The aware reader will also notice the concentric circles of what is going on here, the matryoshka dolls each tucked one within the other. While Leisel is discovering the power of words, so too is the author, in this rare experience of writing a book that would soon capture the world’s attention. Zusak’s short, staccato rhythm of words might first distract the reader, but after about ten pages, I began feeling the effect. Short blasts, like gunshots, but impactful:

“That last time.
That red sky…
How does a book thief end up kneeling and howling and flanked by a man-made heap of ridiculous, greasy, cooked up rubble?
Years earlier, the start was snow.
The time had come. For one.
***A SPECTACULARLY TRAGIC MOMENT***
A train was moving quickly.
It was packed with humans.
A six-year-old boy died in the third carriage.”

It was during my second reading of the book that I could truly appreciate the care with which Zusak rewrote the later drafts of his novel, with that omniscient knowledge of all that would come later and weaving it into the story. He excuses this prescience with the vehicle of Death as narrator. For many readers, this broken timeline may be confusing and frustrating, but for others it will add another layer of meaning to the text. Poignant, bitter sweet scenes colored with the knowledge of what will come.
Before each part or chapter, it is like Zusak shares with us his outline:
“PART EIGHT
The word shaker
Featuring:
dominos and darkness—the thought of
rudy naked—punishment—a promise keeper’s
wife—a collector—the bread eaters—
a candle in the trees—a hidden sketchbook—
and the anarchist’s suite collection”

Humans are capable of great beauty and brutality. So too are words. On one hand, words are used by Hitler’s “Mein Kampf” to spread the Nazi propaganda, while on the other, Liesel’s stolen books provide her with grateful escape. In the Mayor’s library, she sits among a pile of “the lovely books and their manicured titles. It brewed in her as she eyed the pages full to the brim of their bellies with paragraphs and words.
You bastards, she thought.
You lovely bastards.
Don’t make me happy. Please, don’t fill me up and let me think that something good can come of any of this.”

She comes to learn, as she starts to write down her own experience in a notebook that she will title “The Book Thief,” that words are not meant to make the world beautiful or ugly. “I have hated the words and I have loved them, and I hope I have made them right.”
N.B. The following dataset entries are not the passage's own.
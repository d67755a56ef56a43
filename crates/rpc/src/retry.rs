//! Retry policy for client calls

use std::future::Future;
use std::time::Duration;

use rand::Rng;
use serde::{Deserialize, Serialize};
use tracing::warn;

/// Errors that can tell whether another attempt may succeed
pub trait Retryable {
    fn is_transient(&self) -> bool;
}

/// Retry configuration for an RPC call
///
/// # Example
///
/// ```
/// use leasekeep_rpc::RetryPolicy;
/// use std::time::Duration;
///
/// let policy = RetryPolicy::exponential()
///     .with_max_attempts(5)
///     .with_initial_interval(Duration::from_millis(500));
///
/// assert_eq!(policy.delay_for_attempt(1), Duration::ZERO);
/// ```
#[derive(Debug, Clone, Serialize, Deserialize, PartialEq)]
pub struct RetryPolicy {
    /// Maximum number of attempts (including the first)
    pub max_attempts: u32,

    /// Delay before the first retry
    #[serde(with = "duration_millis")]
    pub initial_interval: Duration,

    /// Upper bound for any delay
    #[serde(with = "duration_millis")]
    pub max_interval: Duration,

    /// Backoff multiplier (1.0 keeps the interval fixed)
    pub backoff_coefficient: f64,

    /// Jitter factor (0.0-1.0)
    pub jitter: f64,
}

impl Default for RetryPolicy {
    /// Three attempts, two seconds apart
    fn default() -> Self {
        Self::fixed(Duration::from_secs(2), 3)
    }
}

impl RetryPolicy {
    /// Exponential backoff: 5 attempts, 1 s doubling up to 60 s, 10% jitter
    pub fn exponential() -> Self {
        Self {
            max_attempts: 5,
            initial_interval: Duration::from_secs(1),
            max_interval: Duration::from_secs(60),
            backoff_coefficient: 2.0,
            jitter: 0.1,
        }
    }

    /// A policy that never retries
    pub fn no_retry() -> Self {
        Self::fixed(Duration::ZERO, 1)
    }

    /// Fixed intervals, no backoff
    pub fn fixed(interval: Duration, max_attempts: u32) -> Self {
        Self {
            max_attempts,
            initial_interval: interval,
            max_interval: interval,
            backoff_coefficient: 1.0,
            jitter: 0.0,
        }
    }

    pub fn with_max_attempts(mut self, max_attempts: u32) -> Self {
        self.max_attempts = max_attempts.max(1);
        self
    }

    pub fn with_initial_interval(mut self, interval: Duration) -> Self {
        self.initial_interval = interval;
        self
    }

    pub fn with_max_interval(mut self, interval: Duration) -> Self {
        self.max_interval = interval;
        self
    }

    pub fn with_backoff_coefficient(mut self, coefficient: f64) -> Self {
        self.backoff_coefficient = coefficient;
        self
    }

    pub fn with_jitter(mut self, jitter: f64) -> Self {
        self.jitter = jitter.clamp(0.0, 1.0);
        self
    }

    /// Delay to wait before attempt number `attempt` (1-based)
    pub fn delay_for_attempt(&self, attempt: u32) -> Duration {
        if attempt <= 1 {
            return Duration::ZERO;
        }

        let retry_num = attempt - 1;
        let base = self.initial_interval.as_secs_f64()
            * self.backoff_coefficient.powi(retry_num as i32 - 1);
        let capped = base.min(self.max_interval.as_secs_f64());

        let jitter_range = capped * self.jitter;
        let jittered = if jitter_range > 0.0 {
            let offset = rand::thread_rng().gen_range(-jitter_range..jitter_range);
            (capped + offset).max(0.0)
        } else {
            capped
        };

        Duration::from_secs_f64(jittered)
    }

    pub fn has_attempts_remaining(&self, current_attempt: u32) -> bool {
        current_attempt < self.max_attempts
    }

    /// Run `op` until it succeeds, fails permanently, or attempts run out
    pub async fn run<T, E, F, Fut>(&self, mut op: F) -> Result<T, E>
    where
        F: FnMut() -> Fut,
        Fut: Future<Output = Result<T, E>>,
        E: Retryable + std::fmt::Display,
    {
        let mut attempt = 1;
        loop {
            match op().await {
                Ok(value) => return Ok(value),
                Err(e) if e.is_transient() && self.has_attempts_remaining(attempt) => {
                    let delay = self.delay_for_attempt(attempt + 1);
                    warn!(
                        attempt,
                        max_attempts = self.max_attempts,
                        ?delay,
                        error = %e,
                        "Attempt failed, retrying"
                    );
                    tokio::time::sleep(delay).await;
                    attempt += 1;
                }
                Err(e) => {
                    if e.is_transient() {
                        warn!(attempts = attempt, error = %e, "Max retries reached");
                    }
                    return Err(e);
                }
            }
        }
    }
}

mod duration_millis {
    use serde::{Deserialize, Deserializer, Serialize, Serializer};
    use std::time::Duration;

    pub fn serialize<S>(duration: &Duration, serializer: S) -> Result<S::Ok, S::Error>
    where
        S: Serializer,
    {
        (duration.as_millis() as u64).serialize(serializer)
    }

    pub fn deserialize<'de, D>(deserializer: D) -> Result<Duration, D::Error>
    where
        D: Deserializer<'de>,
    {
        Ok(Duration::from_millis(u64::deserialize(deserializer)?))
    }
}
Those are Liesel’s words, but they are also Zusak’s. In an interview with the author, he explains how the book is about trying to find beautiful moments in an ugly time. Inspired by a family story about a German boy giving a piece of bread to an old Jew being marched through the town, he explains, “On one hand, you've got pure beauty, which is the boy giving the bread, and on the other you've got pure destruction, which is the soldier whipping the old man for taking the bread. You put those two things together, and you've got humans."

2 comments:

Ecner said...

blog hopping...ive just read this book also. love it

Brettanicus said...

It was good. And with the autor being so young, hopefully we get a lot more like this from him.